Southwest Florida was selected for the feature because of its population size and large amount of tourism, and because of its draw for people who are interested in poking around a beautiful place, said Google spokeswoman Elaine Filadelfo.

Google also added 10 new parks and recreational areas to Street View, including Everglades National Park, the Florida Keys and Rocky Mountain National Park in Colorado.

In Sarasota, the streetscapes include photos of people going about their day -- dog walkers and a meter maid parked behind a car on Main Street in Sarasota and golfers playing Rolling Green Golf Club.

A virtual drive down Lakewood Ranch neighborhoods even lets users see what people threw out with their garbage that day.

The images are so detailed that Street View has caused controversy in several cities, including San Francisco, where the street camera shot a photo of a woman in her underwear.

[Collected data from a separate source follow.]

impl Bulk {
    /// An engine over `registry` that signs with `default_key` when a
    /// `sign` request carries no key of its own.
    pub fn new(registry: Arc<Registry>, default_key: PrivateKey) -> Self {
        Self {
            registry,
            default_key: Arc::new(default_key),
        }
    }

    /// The rule registry.
    pub fn registry(&self) -> &Registry {
        &self.registry
    }

    /// The key `sign` falls back to.
    pub fn default_key(&self) -> &PrivateKey {
        &self.default_key
    }

    /// Start reading `input` on a background task. Responses arrive on the
    /// returned channel, which closes after the final response.
    pub fn spawn<R>(&self, input: R, cancel: watch::Receiver<bool>) -> mpsc::Receiver<BulkResponse>
    where
        R: AsyncRead + Unpin + Send + 'static,
    {
        let (tx, rx) = mpsc::channel(RESPONSE_BUFFER);
        let engine = self.clone();
        tokio::spawn(async move { engine.run(input, tx, cancel).await });
        rx
    }

    async fn run<R>(self, input: R, tx: mpsc::Sender<BulkResponse>, cancel: watch::Receiver<bool>)
    where
        R: AsyncRead + Unpin,
    {
        let mut frames = FrameReader::new(input);
        let mut workers = Workers::new(tx.clone());
        let mut stop = cancel.clone();
        let mut seq_id = 0u64;

        let fatal = loop {
            seq_id += 1;
            let next = tokio::select! {
                next = frames.next() => next,
                _ = cancelled(&mut stop) => Err(DocketError::Invalid("bulk input cancelled".into())),
            };
            match next {
                Ok(Some(req)) => {
                    debug!(seq_id, action = %req.action, req_id = %req.req_id, "bulk request");
                    let ticket = Ticket {
                        req_id: req.req_id.clone(),
                        seq_id,
                        indent: req.indent,
                    };
                    let engine = self.clone();
                    let cancel = cancel.clone();
                    workers.spawn(ticket, async move { engine.handle(req, seq_id, cancel).await });
                    workers.reap_ready().await;
                }
                Ok(None) => break None,
                Err(e) => {
                    warn!(seq_id, error = %e, "bulk input failed");
                    break Some(e);
                }
            }
        };

        workers.finish().await;
        debug!(seq_id, "bulk stream finished");
        if tx.send(BulkResponse::last(seq_id, fatal)).await.is_err() {
            debug!(seq_id, "bulk consumer gone");
        }
    }

    /// Run one request.
    pub async fn handle(&self, req: BulkRequest, seq_id: u64, mut cancel: watch::Receiver<bool>) -> BulkResponse {
        let mut res = BulkResponse::new(req.req_id, seq_id, req.indent);
        match self.dispatch(&req.action, req.payload, &mut cancel).await {
            Ok(payload) => res.payload = Some(payload),
            Err(e) => {
                debug!(seq_id, action = %req.action, code = e.code(), error = %e, "bulk action failed");
                res.error = Some(e);
            }
        }
        res
    }

    async fn dispatch(
        &self,
        action: &str,
        body: Value,
        cancel: &mut watch::Receiver<bool>,
    ) -> Result<Value, DocketError> {
        let registry = self.registry.as_ref();
        match action {
            "verify" => {
                let req: VerifyRequest = payload(body)?;
                ops::verify(registry, &req.data.0, &req.publickey)?;
                Ok(json!({"ok": true}))
            }
            "validate" => {
                let req: ValidateRequest = payload(body)?;
                ops::validate(registry, &req.data.0)?;
                Ok(json!({"ok": true}))
            }
            "build" => {
                let req: BuildRequest = payload(body)?;
                to_payload(&ops::build(registry, &req.parse_options())?)
            }
            "sign" => {
                let req: SignRequest = payload(body)?;
                let (opts, key) = req.into_parts();
                let key = key.as_ref().unwrap_or(self.default_key.as_ref());
                to_payload(&ops::sign(registry, &opts, key)?)
            }
            "correct" => {
                let req: CorrectRequest = payload(body)?;
                to_payload(&ops::correct(registry, &req.correct_options())?)
            }
            "replicate" => {
                let req: ReplicateRequest = payload(body)?;
                to_payload(&ops::replicate(registry, &ParseOptions::new(req.data.into_bytes()))?)
            }
            "keygen" => to_payload(&ops::keygen()),
            "ping" => Ok(json!({"pong": true})),
            "sleep" => {
                let delay: String = payload(body)?;
                let dur = parse_duration(&delay)?;
                tokio::select! {
                    _ = tokio::time::sleep(dur) => Ok(json!({"sleep": "done"})),
                    _ = cancelled(cancel) => Err(DocketError::Invalid("sleep cancelled".into())),
                }
            }
            "schemas" => Ok(json!({"list": content::schema_ids()})),
            "schema" => {
                let req: SchemaRequest = payload(body)?;
                let raw = content::schema(&req.path)?;
                serde_json::from_str(raw).map_err(|e| DocketError::Internal(e.to_string()))
            }
            "regime" => {
                let req: RegimeRequest = payload(body)?;
                content::regime(registry, &req.code)
            }
            other => Err(DocketError::BadRequest(format!("unrecognized action: '{other}'"))),
        }
    }
}
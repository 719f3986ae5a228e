//! # Regime Definitions
//!
//! A [`RegimeDef`] describes one country's tax system: its currency and
//! rounding rule, its tax categories, and the tags, extensions, scenarios
//! and correction rules that apply to documents issued under it.

use std::sync::Arc;

use docket_core::{Code, CurrencyCode, Key};
use serde::{Deserialize, Serialize};

use super::{CategoryDef, CorrectionDefinition, ExtensionDef, KeyDefinition, ScenarioSet, TagSet};
use crate::hooks::RuleHooks;

/// How tax totals are rounded.
#[derive(Debug, Clone, Copy, Default, PartialEq, Eq, Serialize, Deserialize)]
#[serde(rename_all = "lowercase")]
pub enum RoundingRule {
    /// Sum at extra precision, round once per category.
    #[default]
    Precise,
    /// Round every rate amount to the currency's scale before summing.
    Currency,
}

/// A jurisdiction's rules.
#[derive(Debug, Clone, Default, Serialize, Deserialize)]
pub struct RegimeDef {
    /// Canonical country code (`ES`, `EL`).
    pub country: Code,
    /// Other codes that resolve to this regime (`GR`).
    #[serde(default, skip_serializing_if = "Vec::is_empty")]
    pub alt_country_codes: Vec<Code>,
    /// Display name.
    pub name: String,
    /// Longer description.
    #[serde(default, skip_serializing_if = "Option::is_none")]
    pub description: Option<String>,
    /// Default currency.
    pub currency: CurrencyCode,
    /// IANA time zone.
    pub time_zone: String,
    /// Tax scheme code, when the regime has one.
    #[serde(default, skip_serializing_if = "Option::is_none")]
    pub tax_scheme: Option<Code>,
    /// Rounding rule for tax totals.
    #[serde(default)]
    pub calculator_rounding_rule: RoundingRule,
    /// Tags per schema.
    #[serde(default, skip_serializing_if = "Vec::is_empty")]
    pub tags: Vec<TagSet>,
    /// Extensions defined by the regime itself.
    #[serde(default, skip_serializing_if = "Vec::is_empty")]
    pub extensions: Vec<ExtensionDef>,
    /// Keys accepted for party identities.
    #[serde(default, skip_serializing_if = "Vec::is_empty")]
    pub identities: Vec<KeyDefinition>,
    /// Tax categories.
    #[serde(default, skip_serializing_if = "Vec::is_empty")]
    pub categories: Vec<CategoryDef>,
    /// Scenario sets per schema.
    #[serde(default, skip_serializing_if = "Vec::is_empty")]
    pub scenarios: Vec<ScenarioSet>,
    /// Correction rules per schema.
    #[serde(default, skip_serializing_if = "Vec::is_empty")]
    pub corrections: Vec<CorrectionDefinition>,
    /// Normalizer and validator.
    #[serde(skip)]
    pub hooks: Option<Arc<dyn RuleHooks>>,
}

impl RegimeDef {
    /// Category by code.
    pub fn category(&self, code: &str) -> Option<&CategoryDef> {
        self.categories.iter().find(|c| c.code == code)
    }

    /// Extension defined by the regime.
    pub fn extension(&self, key: &str) -> Option<&ExtensionDef> {
        self.extensions.iter().find(|e| e.key == key)
    }

    /// Tag sets for a schema short name.
    pub fn tags_for<'a>(&'a self, schema: &'a str) -> impl Iterator<Item = &'a TagSet> + 'a {
        self.tags.iter().filter(move |t| t.schema == schema)
    }

    /// Scenario sets for a schema short name.
    pub fn scenarios_for<'a>(&'a self, schema: &'a str) -> impl Iterator<Item = &'a ScenarioSet> + 'a {
        self.scenarios.iter().filter(move |s| s.schema == schema)
    }

    /// Correction rules for a schema short name.
    pub fn correction_for(&self, schema: &str) -> Option<&CorrectionDefinition> {
        self.corrections.iter().find(|c| c.schema == schema)
    }

    /// True if `code` is the canonical or an alternative country code.
    pub fn answers_to(&self, code: &str) -> bool {
        self.country.as_str().eq_ignore_ascii_case(code)
            || self
                .alt_country_codes
                .iter()
                .any(|c| c.as_str().eq_ignore_ascii_case(code))
    }

    /// Identity key definition.
    pub fn identity(&self, key: &Key) -> Option<&KeyDefinition> {
        super::key_definition(&self.identities, key.as_str())
    }
}

#[cfg(test)]
mod tests {
    use super::*;

    #[test]
    fn alt_codes_answer() {
        let r = RegimeDef {
            country: Code::from("EL"),
            alt_country_codes: vec![Code::from("GR")],
            ..Default::default()
        };
        assert!(r.answers_to("el"));
        assert!(r.answers_to("GR"));
        assert!(!r.answers_to("ES"));
    }

    #[test]
    fn hooks_are_not_serialized() {
        let r = RegimeDef {
            country: Code::from("ES"),
            name: "Spain".into(),
            currency: CurrencyCode::new("EUR"),
            time_zone: "Europe/Madrid".into(),
            ..Default::default()
        };
        let v = serde_json::to_value(&r).unwrap();
        assert_eq!(v["country"], "ES");
        assert_eq!(v["calculator_rounding_rule"], "precise");
        assert!(v.get("hooks").is_none());
        let back: RegimeDef = serde_json::from_value(v).unwrap();
        assert!(back.hooks.is_none());
    }
}
//! # docket-engine — Document Pipeline
//!
//! The operations every surface (CLI, HTTP, bulk) shares:
//!
//! - **Parse** (`parse`): layers a template, the input and `--set` style
//!   values into one object, injects a document type and decides between
//!   a bare document and an envelope.
//!
//! - **Operations** (`ops`): build, sign, verify, validate, correct,
//!   replicate and keygen over parsed input.
//!
//! - **Content** (`content`): embedded JSON Schemas and regime definitions.
//!
//! - **Payloads** (`payload`): request bodies shared by the bulk engine
//!   and the HTTP server.
//!
//! - **Bulk** (`bulk`): a stream of JSON requests processed concurrently,
//!   answered in completion order with sequence numbers.
//!
//! ## Crate Policy
//!
//! - The only file access is reading `set_file` values; input files,
//!   sockets and stdin belong to `docket-cli` and `docket-api`.
//! - Every failure is a [`DocketError`].

pub mod bulk;
pub mod content;
pub mod ops;
pub mod parse;
pub mod payload;

pub use bulk::{Bulk, BulkRequest, BulkResponse};
pub use docket_core::DocketError;
pub use ops::{CorrectOptions, Corrected};
pub use parse::{parse, ParseOptions, Parsed};
//! # API Route Modules
//!
//! - `documents`: the single-document operations (`/build`, `/sign`,
//!   `/verify`, `/validate`, `/correct`, `/replicate`) and `/key`.
//! - `content`: service info, embedded schemas and regime definitions.
//! - `bulk`: the bulk engine over one request body.

pub mod bulk;
pub mod content;
pub mod documents;

use axum::http::header;
use axum::response::{IntoResponse, Response};
use serde::Serialize;

use crate::error::AppError;
use docket_core::DocketError;

/// A JSON response, pretty-printed on `?indent=true`.
pub struct Pretty<T> {
    pub value: T,
    pub indent: bool,
}

impl<T: Serialize> Pretty<T> {
    pub fn new(value: T, indent: bool) -> Self {
        Self { value, indent }
    }
}

impl<T: Serialize> IntoResponse for Pretty<T> {
    fn into_response(self) -> Response {
        let body = if self.indent {
            serde_json::to_vec_pretty(&self.value)
        } else {
            serde_json::to_vec(&self.value)
        };
        match body {
            Ok(bytes) => ([(header::CONTENT_TYPE, "application/json")], bytes).into_response(),
            Err(e) => AppError::from(DocketError::Internal(format!("encoding response: {e}"))).into_response(),
        }
    }
}
//! # Input and Output
//!
//! Every document subcommand takes `[infile] [outfile]`. A missing input
//! or `-` reads stdin; a missing output or `-` writes stdout. Output files
//! are created exclusively unless `--force` is set. `--in-place` writes
//! the result back over the input file and cannot be used with stdin.

use std::fs::OpenOptions;
use std::io::{Read, Write};
use std::path::{Path, PathBuf};

use anyhow::{bail, Context, Result};
use clap::Args;
use serde::Serialize;

use crate::GlobalOpts;

/// Positional input and output paths.
#[derive(Args, Debug, Default, Clone)]
pub struct Files {
    /// Input file, `-` or absent for stdin.
    pub infile: Option<PathBuf>,
    /// Output file, `-` or absent for stdout.
    pub outfile: Option<PathBuf>,
}

fn named(path: Option<&PathBuf>) -> Option<&Path> {
    path.map(PathBuf::as_path).filter(|p| *p != Path::new("-"))
}

impl Files {
    pub fn input_path(&self) -> Option<&Path> {
        named(self.infile.as_ref())
    }

    /// Read the whole input.
    pub fn read(&self, stdin: &mut dyn Read) -> Result<Vec<u8>> {
        let mut data = Vec::new();
        match self.input_path() {
            Some(path) => {
                data = std::fs::read(path).with_context(|| format!("reading {}", path.display()))?;
            }
            None => {
                stdin.read_to_end(&mut data).context("reading stdin")?;
            }
        }
        Ok(data)
    }

    /// Where the result goes.
    pub fn output(&self, opts: &GlobalOpts) -> Result<Output> {
        if opts.in_place {
            return match self.input_path() {
                Some(path) => Ok(Output::File {
                    path: path.to_path_buf(),
                    overwrite: true,
                }),
                None => bail!("cannot overwrite STDIN"),
            };
        }
        Ok(match named(self.outfile.as_ref()) {
            Some(path) => Output::File {
                path: path.to_path_buf(),
                overwrite: opts.force,
            },
            None => Output::Stdout,
        })
    }
}

/// Resolved output target.
#[derive(Debug, Clone, PartialEq, Eq)]
pub enum Output {
    Stdout,
    File { path: PathBuf, overwrite: bool },
}

impl Output {
    pub fn write(&self, data: &[u8], stdout: &mut dyn Write) -> Result<()> {
        match self {
            Self::Stdout => {
                stdout.write_all(data).context("writing stdout")?;
                stdout.flush().context("writing stdout")?;
            }
            Self::File { path, overwrite } => {
                let mut open = OpenOptions::new();
                open.write(true);
                if *overwrite {
                    open.create(true).truncate(true);
                } else {
                    open.create_new(true);
                }
                let mut file = open
                    .open(path)
                    .with_context(|| format!("opening {}", path.display()))?;
                file.write_all(data)
                    .with_context(|| format!("writing {}", path.display()))?;
            }
        }
        Ok(())
    }
}

/// JSON with a trailing newline, pretty when `indent` is set.
pub fn encode<T: Serialize>(value: &T, indent: bool) -> Result<Vec<u8>> {
    let mut out = if indent {
        serde_json::to_vec_pretty(value)?
    } else {
        serde_json::to_vec(value)?
    };
    out.push(b'\n');
    Ok(out)
}

#[cfg(test)]
mod tests {
    use super::*;

    fn files(infile: Option<&Path>, outfile: Option<&Path>) -> Files {
        Files {
            infile: infile.map(Path::to_path_buf),
            outfile: outfile.map(Path::to_path_buf),
        }
    }

    #[test]
    fn dash_means_standard_streams() {
        let f = files(Some(Path::new("-")), Some(Path::new("-")));
        assert!(f.input_path().is_none());
        assert_eq!(f.output(&GlobalOpts::default()).unwrap(), Output::Stdout);

        let mut stdin: &[u8] = b"from stdin";
        assert_eq!(f.read(&mut stdin).unwrap(), b"from stdin");
    }

    #[test]
    fn in_place_needs_a_file() {
        let opts = GlobalOpts {
            in_place: true,
            ..Default::default()
        };
        let err = files(None, None).output(&opts).unwrap_err();
        assert_eq!(err.to_string(), "cannot overwrite STDIN");

        let out = files(Some(Path::new("doc.json")), Some(Path::new("other.json")))
            .output(&opts)
            .unwrap();
        assert_eq!(
            out,
            Output::File {
                path: PathBuf::from("doc.json"),
                overwrite: true
            }
        );
    }

    #[test]
    fn existing_output_needs_force() {
        let dir = tempfile::tempdir().unwrap();
        let path = dir.path().join("out.json");
        std::fs::write(&path, "old").unwrap();
        let f = files(None, Some(&path));

        let out = f.output(&GlobalOpts::default()).unwrap();
        assert!(out.write(b"new", &mut std::io::sink()).is_err());
        assert_eq!(std::fs::read_to_string(&path).unwrap(), "old");

        let forced = GlobalOpts {
            force: true,
            ..Default::default()
        };
        f.output(&forced).unwrap().write(b"new", &mut std::io::sink()).unwrap();
        assert_eq!(std::fs::read_to_string(&path).unwrap(), "new");
    }

    #[test]
    fn encode_appends_newline() {
        let out = encode(&serde_json::json!({"a": 1}), false).unwrap();
        assert_eq!(out, b"{\"a\":1}\n");
        let out = encode(&serde_json::json!({"a": 1}), true).unwrap();
        assert_eq!(out, b"{\n  \"a\": 1\n}\n");
    }
}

The Pentagon banned Google Maps from taking any images of military facilities, and a private city in Minnesota recently had Google remove the whole town from Street View.

In the Street View maps for Southwest Florida, the company has blurred all the faces.

Google's software even blurred the face of an inflatable snowman in the front yard of a house in the 1800 block of 9th Avenue West in Bradenton.

Those major privacy concerns have been addressed, and it is legal for anyone to drive down a public street and take photos, said Rebecca Jeschke of the Internet-privacy watchdog Electronic Frontier Foundation.

"You're used to getting a certain amount of anonymity in your life," Jeschke said. "But when it's captured like that and preserved forever, it is intimidating."

Google has a process to remove images from Street View, and the company receives a limited number of requests from people who do not want their houses shown.

There are also limits to where Google's cameras can go.

An image of U.S. Rep. Vern Buchanan's house, for example, is not available because his community is gated.